The Anglo-American realm tends to take more of a "patient to the hospital" approach, the German-French model is likely to embrace the opposite concept of "hospital to the patient".
Increasing internet access worldwide, as well as the use of cameras and monitors, are already opening up new opportunities for telemedicine in many parts of the world by connecting hospitals with events at accident locations or in ambulances. In doing so, telemedicine also speeds up emergency medical services and optimizes workflow. In the future, the idea is to use telemedicine applications in passenger airplanes for example. An airline doctor on call could then communicate with the crew and the patient via video in case of an emergency. Even a serious medical event like a heart attack in flight could be quickly diagnosed that way.
The TemRas project (Telemedical Rescue Assistance System) also highlights this perspective. This is a former project of the RWTH Aachen University designed to connect paramedics to emergency medical physicians via video streaming by using a so-called InCar-peeq®BOX during ambulance transport. This technology uses antennas that are positioned on the roof of the ambulance. The InCar-peeq®BOX can also be used as a wireless access point, allowing other digital devices to connect. It also includes remote control options for the tele-emergency physician, allowing him/her to use and control the box.
As part of the "Rescue Wave" project, a task force of the KIT has developed a digital triage system, which is designed to treat injured patients in a mass casualty event. The system helps to assess the injured by transmitting all triage data to software accessible to all responsible parties. This data, which can also be accessed on mobile devices, allows decision-makers to act faster and make arrangements with each other. By prioritizing and systematically processing the data, the software assists in dividing the injured into the applicable means of transport.
The "AUDIME" project group of the RWTH Aachen University is likewise developing algorithms that could simplify medical triage of injured persons and support triage decision-making processes. The group also studies how innovative telemedicine support systems might be embedded into existing systems. The potential use of augmented reality technologies and the application of smart glasses and augmented reality in major catastrophic events are another emphasis of the project.
Apps like EmergencyEye offer support in the fight against life-threatening emergencies such as sudden cardiac arrest.
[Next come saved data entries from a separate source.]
//! Expiry rules for cached bookings.
//!
//! Two independent clocks decide whether a cached record may be served:
//!
//! - **Validity**: the booking's own `expiry_time` must lie in the future.
//! - **Freshness**: the record must have been fetched less than the cache
//!   TTL ago (300 seconds by default).
//!
//! A record that fails either check is re-fetched on read and removed by
//! the purge routine.

use std::time::Duration;

use chrono::{DateTime, Utc};

use crate::BookingRecord;

/// Default maximum age of a cached record.
pub const DEFAULT_CACHE_TTL: Duration = Duration::from_secs(300);

/// Outcome of evaluating a cached record.
#[derive(Debug, Clone, Copy, PartialEq, Eq)]
pub enum Freshness {
    /// Valid and fetched within the TTL.
    Fresh,
    /// The booking itself has expired, or its expiry is unparseable.
    Expired,
    /// The booking is valid but the cached copy is too old.
    Stale,
}

/// Cache expiry policy.
#[derive(Debug, Clone, Copy, PartialEq, Eq)]
pub struct ExpiryPolicy {
    cache_ttl: Duration,
}

impl Default for ExpiryPolicy {
    fn default() -> Self {
        Self { cache_ttl: DEFAULT_CACHE_TTL }
    }
}

impl ExpiryPolicy {
    pub fn new(cache_ttl: Duration) -> Self {
        Self { cache_ttl }
    }

    pub fn cache_ttl(&self) -> Duration {
        self.cache_ttl
    }

    /// Age of the cached copy at `now`. Zero if the fetch timestamp is in the future.
    pub fn cache_age(&self, booking: &BookingRecord, now: DateTime<Utc>) -> Duration {
        (now - booking.fetch_timestamp).to_std().unwrap_or(Duration::ZERO)
    }

    /// True once the cached copy has reached the TTL.
    pub fn is_stale(&self, booking: &BookingRecord, now: DateTime<Utc>) -> bool {
        self.cache_age(booking, now) >= self.cache_ttl
    }

    pub fn freshness(&self, booking: &BookingRecord, now: DateTime<Utc>) -> Freshness {
        if !booking.is_valid_at(now) {
            Freshness::Expired
        } else if self.is_stale(booking, now) {
            Freshness::Stale
        } else {
            Freshness::Fresh
        }
    }

    /// Whether the record may be served without fetching.
    pub fn is_fresh(&self, booking: &BookingRecord, now: DateTime<Utc>) -> bool {
        self.freshness(booking, now) == Freshness::Fresh
    }

    /// Whether the purge routine should delete the record.
    pub fn should_purge(&self, booking: &BookingRecord, now: DateTime<Utc>) -> bool {
        !self.is_fresh(booking, now)
    }
}
//! Core types and the read-through booking cache.
//!
//! This crate provides:
//! - The booking data model and its permissive JSON decoding
//! - The expiry policy (booking validity and cache freshness)
//! - A SQLite-backed record store
//! - `BookingCoordinator`, which serves cached bookings and refreshes them
//! - Unified error types and layered configuration

pub mod config;
pub mod coordinator;
pub mod error;
pub mod expiry;
pub mod fetcher;
pub mod models;
pub mod store;

pub use config::{AppConfig, ConfigError};
pub use coordinator::BookingCoordinator;
pub use error::{Error, NetworkError};
pub use expiry::{ExpiryPolicy, Freshness};
pub use fetcher::RemoteFetcher;
pub use models::{BookingRecord, Location, OriginAndDestinationPair, Segment};
pub use store::{CacheDb, RecordStore};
EmergencyEye was developed as part of the EU-funded research project RAMSES (Remote Access to Medical Information on Smartphones during Emergencies and Health Crisis) and helps first responders to make a video call (video telephony connection) to experts - in this case via smartphone. First responders can also get virtual live support as they take resuscitation measures.
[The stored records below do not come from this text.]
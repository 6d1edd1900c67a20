//! Unified error types for the booking cache.
//!
//! `NetworkError` classifies failures of a remote fetch. `Error` is what the
//! coordinator and store hand back to callers.

use tokio_rusqlite::rusqlite;

/// Failure reported by a remote fetcher.
#[derive(Debug, Clone, PartialEq, Eq, thiserror::Error)]
pub enum NetworkError {
    /// The source could not be located (missing document, malformed URL).
    #[error("Invalid URL")]
    InvalidUrl,

    /// The source answered, but not with something usable.
    #[error("Invalid response from server")]
    InvalidResponse,

    /// The payload was empty or unreadable.
    #[error("Invalid data received")]
    InvalidData,

    /// The payload was not a structured booking document.
    #[error("Error decoding data")]
    DecodingError,

    /// The source reported a failure of its own.
    #[error("Server error: {0}")]
    ServerError(String),
}

/// Unified error type for coordinator and store operations.
#[derive(Debug, thiserror::Error)]
pub enum Error {
    /// Fetching from the remote source failed.
    #[error("{0}")]
    Network(#[from] NetworkError),

    /// The persistence layer failed.
    #[error("Store error: {0}")]
    Store(tokio_rusqlite::Error),

    /// A schema migration failed to apply.
    #[error("Store error: migration failed: {0}")]
    MigrationFailed(String),

    /// A cached record exists but is expired or stale.
    #[error("Data has expired")]
    DataExpired,

    /// No record could be produced.
    #[error("No data available")]
    NoDataAvailable,
}

impl Error {
    /// True for failures raised by the persistence layer.
    pub fn is_store_error(&self) -> bool {
        matches!(self, Error::Store(_) | Error::MigrationFailed(_))
    }
}

impl From<tokio_rusqlite::Error<Error>> for Error {
    fn from(err: tokio_rusqlite::Error<Error>) -> Self {
        match err {
            tokio_rusqlite::Error::Error(e) => e,
            tokio_rusqlite::Error::ConnectionClosed => Error::Store(tokio_rusqlite::Error::ConnectionClosed),
            tokio_rusqlite::Error::Close(c) => Error::Store(tokio_rusqlite::Error::Close(c)),
            _ => Error::Store(tokio_rusqlite::Error::ConnectionClosed),
        }
    }
}

impl From<tokio_rusqlite::Error<rusqlite::Error>> for Error {
    fn from(err: tokio_rusqlite::Error<rusqlite::Error>) -> Self {
        Error::Store(err)
    }
}

impl From<rusqlite::Error> for Error {
    fn from(err: rusqlite::Error) -> Self {
        Error::Store(tokio_rusqlite::Error::Error(err))
    }
}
The increase in portable and miniaturized ultrasound and imaging point-of-care diagnostic devices is making it easier to treat patients already at the scene of the accident or in the ambulance and make a speedy and accurate diagnosis. For example, point-of-care ultrasound (or POCUS) enables emergency physicians to answer initial pressing clinical questions about the patient's condition with the help of portable ultrasound equipment. It quickly allows doctors to detect internal bleeding for example. This miniaturization trend is also making its way to endoscopy and laryngoscopy. Even non-invasive laboratory testing can now deliver lab-quality test results via a handheld device, while the findings can be wirelessly transferred or stored in the cloud. What’s more, a variety of portable and wireless CT scanners can now be used right at the patient’s bedside or while patients are still on the stretcher. This is a huge benefit, especially for patients with traumatic brain injuries.
The future of emergency medicine: an optimized process, based on data and with the clear tendency to bring the hospital to the patient and to relief the rescue teams.
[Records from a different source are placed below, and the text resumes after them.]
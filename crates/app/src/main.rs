//! booking entry point.
//!
//! Loads the current booking through the read-through cache and prints it as
//! JSON on stdout. Logging goes to stderr so stdout stays machine-readable.

use std::sync::Arc;

use anyhow::{Result, bail};
use booking_client::BundledFetcher;
use booking_core::{AppConfig, BookingCoordinator, CacheDb, RemoteFetcher};
use tokio::sync::broadcast;
use tokio::task::JoinHandle;
use tracing_subscriber::EnvFilter;

mod view_model;

use view_model::BookingViewModel;

fn build_fetcher(config: &AppConfig) -> Result<Arc<dyn RemoteFetcher>> {
    match &config.source_url {
        #[cfg(feature = "http")]
        Some(url) => {
            let fetcher = booking_client::HttpFetcher::new(url, &config.user_agent, config.timeout())?;
            tracing::info!(url = %fetcher.url(), "using HTTP booking source");
            Ok(Arc::new(fetcher))
        }
        #[cfg(not(feature = "http"))]
        Some(_) => bail!("source_url is set but this build has no HTTP support"),
        None => {
            let fetcher = BundledFetcher::new(&config.resource_dir, config.fetch_delay());
            tracing::info!(path = %fetcher.path().display(), "using bundled booking source");
            Ok(Arc::new(fetcher))
        }
    }
}

/// Signal the purge task to stop and wait for it. Returns `false` if it panicked or was cancelled.
async fn stop_purge_task(shutdown: &broadcast::Sender<()>, task: JoinHandle<()>) -> bool {
    let _ = shutdown.send(());
    match task.await {
        Ok(()) => true,
        Err(e) => {
            tracing::warn!(error = %e, "purge task ended abnormally");
            false
        }
    }
}

#[tokio::main]
async fn main() -> Result<()> {
    tracing_subscriber::fmt()
        .with_env_filter(EnvFilter::from_default_env())
        .with_writer(std::io::stderr)
        .json()
        .init();

    let force_refresh = std::env::args().skip(1).any(|arg| arg == "--refresh");

    let config = AppConfig::load()?;
    tracing::info!(db_path = %config.db_path.display(), cache_ttl_secs = config.cache_ttl_secs, "starting booking");

    let db = CacheDb::open(&config.db_path).await?;
    let fetcher = build_fetcher(&config)?;
    let coordinator = BookingCoordinator::open(Arc::new(db), fetcher, config.expiry_policy()).await?;

    let (shutdown_tx, _) = broadcast::channel(1);
    let purge_task =
        config.purge_interval().map(|period| coordinator.spawn_purge_task(period, shutdown_tx.subscribe()));

    let view_model = BookingViewModel::new(coordinator);
    if force_refresh {
        view_model.refresh().await;
    } else {
        view_model.load().await;
    }

    if let Some(task) = purge_task {
        stop_purge_task(&shutdown_tx, task).await;
    }

    let state = view_model.state();
    if let Some(message) = state.error_message.filter(|_| state.has_error) {
        bail!("failed to load booking: {message}");
    }
    if let Some(booking) = state.booking {
        println!("{}", serde_json::to_string_pretty(&booking)?);
    }

    Ok(())
}

#[cfg(test)]
mod tests {
    use super::*;
    use booking_core::ExpiryPolicy;
    use std::time::Duration;

    #[tokio::test]
    async fn test_stop_purge_task_clean_shutdown() {
        let dir = tempfile::tempdir().unwrap();
        let db = CacheDb::open_in_memory().await.unwrap();
        let fetcher = BundledFetcher::new(dir.path(), Duration::ZERO);
        let coordinator = BookingCoordinator::open(Arc::new(db), Arc::new(fetcher), ExpiryPolicy::default())
            .await
            .unwrap();

        let (shutdown_tx, _) = broadcast::channel(1);
        let task = coordinator.spawn_purge_task(Duration::from_millis(10), shutdown_tx.subscribe());

        assert!(stop_purge_task(&shutdown_tx, task).await);
    }

    #[tokio::test]
    async fn test_stop_purge_task_reports_panic() {
        let (shutdown_tx, _) = broadcast::channel::<()>(1);
        let task: JoinHandle<()> = tokio::spawn(async { panic!("purge blew up") });

        assert!(!stop_purge_task(&shutdown_tx, task).await);
    }
}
In addition to apps, miniaturized point-of-care diagnostic devices, and telemedicine, it is also conceivable for an ambulance to undergo a transformation in the future. Maybe it will soon be able to make its way to the hospital or a clinical facility without a driver, while it passively measures vital signs and then uploads the collected data to the cloud - as a kind of traveling point-of-care device. Perhaps these driverless ambulances could also relieve emergency medical services by being "medical taxis" that transport patients who are not in a life-threatening condition to the nearest hospital.
Data-based, process-optimized and a clear trend towards bringing the hospital to the patient and relieving paramedics – all of these developments will most likely define the future of emergency medical services.